When to plant. - Knowledgebase Question

Colorado Springs, Co
Question by cdrsl
March 4, 2008
Hello, I live in Colorado Springs, CO. I am wanting to start my seeds but do not know when to start and what time to transplant when plants are big enough to go outside. Please help, any and all information will come in handy. Am wanting to grow grapes, tomatoes, and peppers (green pepper family). Thank you for any and all information.
Pamla Cimino

Answer from NGA
March 4, 2008


Beans, corn, cucumbers, melons, okra, eggplant, peppers, tomatoes, pumpkin and squash are warm-season vegetables. Many of these crops grow under cool conditions, but won't produce fruit when night temperatures are in the 50 degree Fahrenheit range. They need warm temperatures to grow and mature. Once the fruit begins to form, it needs up to two months of frost-free weather. Warm-season vegetables are not suited for high elevation gardens.

Plant warm season vegetables in rich garden soil that gets plenty of sunlight and drains well. Work the soil early in the spring, adding one and one-half inches of organic material. Too much nitrogen promotes leaf growth but delays flower and fruit production, so choose organic material carefully.

To help warm the soil, cover rows with black plastic mulch early in the season. Seeds can be planted through plastic mulch or directly in Garden soil, depending on the local weather and recommendations for individual vegetables. Check the seed packet for the number of days until maturity so that there will be enough time for plants to grow before the first killing frost.

Transplants are plants started indoors or in greenhouses to get an early start on the growing season. Hardened transplants can be planted through plastic mulch or directly in soil anytime after the last average frost date. In Denver, the last frost is around May 10; in Fort Collins, the average date of last frost is May 15; and in Grand Junction, planting is safe on May 1. Colorado's climate is different each year so careful attention to the current year's local weather conditions is extremely important.

Protect seedlings from frost and cold air by using hot caps or other insulation methods that use water to hold the sun's heat. This protection can add up to two weeks to the gardening season.

Keep plants watered but not too wet. Remove weeds quickly so they don't compete with vegetable plants, and check plants regularly for insects and disease.

Harvest warm-season vegetables as soon as they are ripe so the plants will produce more Crops.
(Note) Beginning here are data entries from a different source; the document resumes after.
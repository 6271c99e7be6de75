//! On-disk settings file

use crate::error::{ConfigError, Result};
use serde::{Deserialize, Serialize};
use std::path::Path;

/// Contents of `astroform.yaml`; every field is optional
#[derive(Debug, Clone, Default, PartialEq, Eq, Serialize, Deserialize)]
#[serde(default, deny_unknown_fields)]
pub struct Settings {
    pub token: Option<String>,
    pub organization_id: Option<String>,
    pub api_url: Option<String>,
    pub request_timeout_secs: Option<u64>,
    pub poll: PollSettings,
}

#[derive(Debug, Clone, Default, PartialEq, Eq, Serialize, Deserialize)]
#[serde(default, deny_unknown_fields)]
pub struct PollSettings {
    pub interval_secs: Option<u64>,
    pub cluster_timeout_secs: Option<u64>,
    pub deployment_timeout_secs: Option<u64>,
}

impl Settings {
    pub fn load(path: &Path) -> Result<Self> {
        let content = std::fs::read_to_string(path)?;
        Self::parse(&content, path)
    }

    fn parse(content: &str, path: &Path) -> Result<Self> {
        // An empty file deserializes to unit, not to an empty map.
        if content.trim().is_empty() {
            return Ok(Self::default());
        }
        serde_yaml::from_str(content).map_err(|source| ConfigError::Parse {
            path: path.to_path_buf(),
            source,
        })
    }
}

#[cfg(test)]
mod tests {
    use super::*;

    #[test]
    fn test_parse_full_file() {
        let yaml = r#"
token: abc
organization_id: org-1
api_url: http://localhost:8080/organizations
request_timeout_secs: 30
poll:
  interval_secs: 2
  cluster_timeout_secs: 3600
"#;
        let settings = Settings::parse(yaml, Path::new("astroform.yaml")).unwrap();
        assert_eq!(settings.token.as_deref(), Some("abc"));
        assert_eq!(settings.request_timeout_secs, Some(30));
        assert_eq!(settings.poll.interval_secs, Some(2));
        assert_eq!(settings.poll.cluster_timeout_secs, Some(3600));
        assert_eq!(settings.poll.deployment_timeout_secs, None);
    }

    #[test]
    fn test_empty_file_is_default() {
        let settings = Settings::parse("\n", Path::new("astroform.yaml")).unwrap();
        assert_eq!(settings, Settings::default());
    }

    #[test]
    fn test_unknown_key_is_rejected() {
        let err = Settings::parse("tokn: abc\n", Path::new("astroform.yaml")).unwrap_err();
        assert!(matches!(err, ConfigError::Parse { .. }));
        assert!(err.to_string().contains("astroform.yaml"));
    }
}
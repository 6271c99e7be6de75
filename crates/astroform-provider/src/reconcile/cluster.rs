use super::{non_empty, parse_or_prior, rebuild_keyed, rebuild_strings};
use crate::model::{
    CloudProvider, ClusterMetadataModel, ClusterModel, ClusterType, K8sTag, NodePoolModel,
};
use astroform_api::{ClusterResponse, ClusterTag, NodePoolResponse};
use astroform_cloud::{ResourceKind, Result};

/// Reconcile a cluster response into its model
///
/// Network ranges are only kept for GCP, the tenant only for Azure, and the
/// database instance type and provider account only for hybrid clusters.
pub fn reconcile_cluster(
    prior: Option<&ClusterModel>,
    remote: &ClusterResponse,
) -> Result<ClusterModel> {
    let cloud_provider = parse_or_prior(
        ResourceKind::Cluster,
        &remote.id,
        "cloud_provider",
        &remote.cloud_provider,
        prior.map(|p| p.cloud_provider),
    )?;
    let cluster_type = parse_or_prior(
        ResourceKind::Cluster,
        &remote.id,
        "type",
        &remote.cluster_type,
        prior.map(|p| p.cluster_type),
    )?;

    let gcp = cloud_provider == CloudProvider::Gcp;
    let azure = cloud_provider == CloudProvider::Azure;
    let hybrid = cluster_type == ClusterType::Hybrid;

    let prior_tags = prior.map_or(&[][..], |p| &p.k8s_tags[..]);
    let prior_pools = prior.map_or(&[][..], |p| &p.node_pools[..]);
    let prior_workspaces = prior.map_or(&[][..], |p| &p.workspace_ids[..]);

    Ok(ClusterModel {
        id: Some(remote.id.clone()),
        cloud_provider,
        cluster_type,
        name: remote.name.clone(),
        region: remote.region.clone(),
        vpc_subnet_range: remote.vpc_subnet_range.clone(),
        db_instance_type: gated(hybrid, &remote.db_instance_type),
        provider_account: gated(hybrid, &remote.provider_account),
        k8s_tags: rebuild_keyed(
            prior_tags,
            &remote.tags,
            |p| p.key.as_str(),
            |r| r.key.as_str(),
            |r, _| tag(r),
        ),
        node_pools: rebuild_keyed(
            prior_pools,
            &remote.node_pools,
            |p| p.name.as_str(),
            |r| r.name.as_str(),
            |r, _| node_pool(r),
        ),
        workspace_ids: rebuild_strings(prior_workspaces, &remote.workspace_ids),
        organization_id: non_empty(&remote.organization_id),
        is_limited: Some(remote.is_limited),
        metadata: remote.metadata.as_ref().map(|m| ClusterMetadataModel {
            external_ips: m.external_ips.clone(),
            oidc_issuer_url: m.oidc_issuer_url.clone(),
        }),
        pod_subnet_range: gated(gcp, &remote.pod_subnet_range),
        service_peering_range: gated(gcp, &remote.service_peering_range),
        service_subnet_range: gated(gcp, &remote.service_subnet_range),
        tenant_id: gated(azure, &remote.tenant_id),
    })
}

fn gated(applies: bool, value: &Option<String>) -> Option<String> {
    if !applies {
        return None;
    }
    value.as_deref().and_then(non_empty)
}

fn tag(remote: &ClusterTag) -> K8sTag {
    K8sTag {
        key: remote.key.clone(),
        value: remote.value.clone(),
    }
}

fn node_pool(remote: &NodePoolResponse) -> NodePoolModel {
    NodePoolModel {
        name: remote.name.clone(),
        node_instance_type: remote.node_instance_type.clone(),
        max_node_count: remote.max_node_count,
        is_default: remote.is_default,
        id: non_empty(&remote.id),
        cluster_id: non_empty(&remote.cluster_id),
        cloud_provider: non_empty(&remote.cloud_provider),
        created_at: non_empty(&remote.created_at),
        updated_at: non_empty(&remote.updated_at),
        supported_astro_machines: remote.supported_astro_machines.clone(),
    }
}
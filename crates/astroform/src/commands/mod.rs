pub mod org;
pub mod resource;

use crate::GlobalArgs;
use anyhow::Context;
use astroform_cloud::CancellationToken;
use astroform_config::Overrides;
use astroform_provider::ProviderContext;
use serde::Serialize;
use serde::de::DeserializeOwned;
use std::io::Read;
use std::path::Path;

/// Resolve settings and build the provider context
pub fn load_context(global: &GlobalArgs) -> anyhow::Result<ProviderContext> {
    let settings = astroform_config::load_settings()?;
    let resolved = astroform_config::resolve(overrides(global), settings)?;
    Ok(ProviderContext::from_settings(&resolved)?)
}

/// Context for calls that need a token but no organization
pub fn load_unscoped_context(global: &GlobalArgs) -> anyhow::Result<ProviderContext> {
    let settings = astroform_config::load_settings()?;
    let resolved = astroform_config::resolve_unscoped(overrides(global), settings)?;
    Ok(ProviderContext::from_settings(&resolved)?)
}

fn overrides(global: &GlobalArgs) -> Overrides {
    Overrides {
        token: global.token.clone(),
        organization_id: global.organization.clone(),
        api_url: global.api_url.clone(),
    }
}

/// Read a JSON model from a file, or stdin for `-`
pub fn read_model<T: DeserializeOwned>(path: &Path) -> anyhow::Result<T> {
    let content = if path == Path::new("-") {
        let mut buffer = String::new();
        std::io::stdin()
            .read_to_string(&mut buffer)
            .context("Unable to read model from stdin")?;
        buffer
    } else {
        std::fs::read_to_string(path)
            .with_context(|| format!("Unable to read model file {}", path.display()))?
    };

    serde_json::from_str(&content)
        .with_context(|| format!("Invalid model in {}", path.display()))
}

pub fn print_model<T: Serialize>(model: &T) -> anyhow::Result<()> {
    println!("{}", serde_json::to_string_pretty(model)?);
    Ok(())
}

/// Token cancelled on Ctrl-C, so a pending wait stops cleanly
pub fn cancel_on_interrupt() -> CancellationToken {
    let cancel = CancellationToken::new();
    let trigger = cancel.clone();
    tokio::spawn(async move {
        if tokio::signal::ctrl_c().await.is_ok() {
            tracing::warn!("Interrupted, abandoning wait");
            trigger.cancel();
        }
    });
    cancel
}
Cucumbers, especially, will stop growing fruit until the ripe cucumbers are removed.

As the season draws to a close, cover the plants on cold, frosty nights. If a snow storm or hard freeze is predicted, harvest all vegetables of a reasonable size.

For more information, visit the Colorado State University website. There you'll find information on best varieties for your area along with soil preparation facts.

Best wishes with your veggie garden!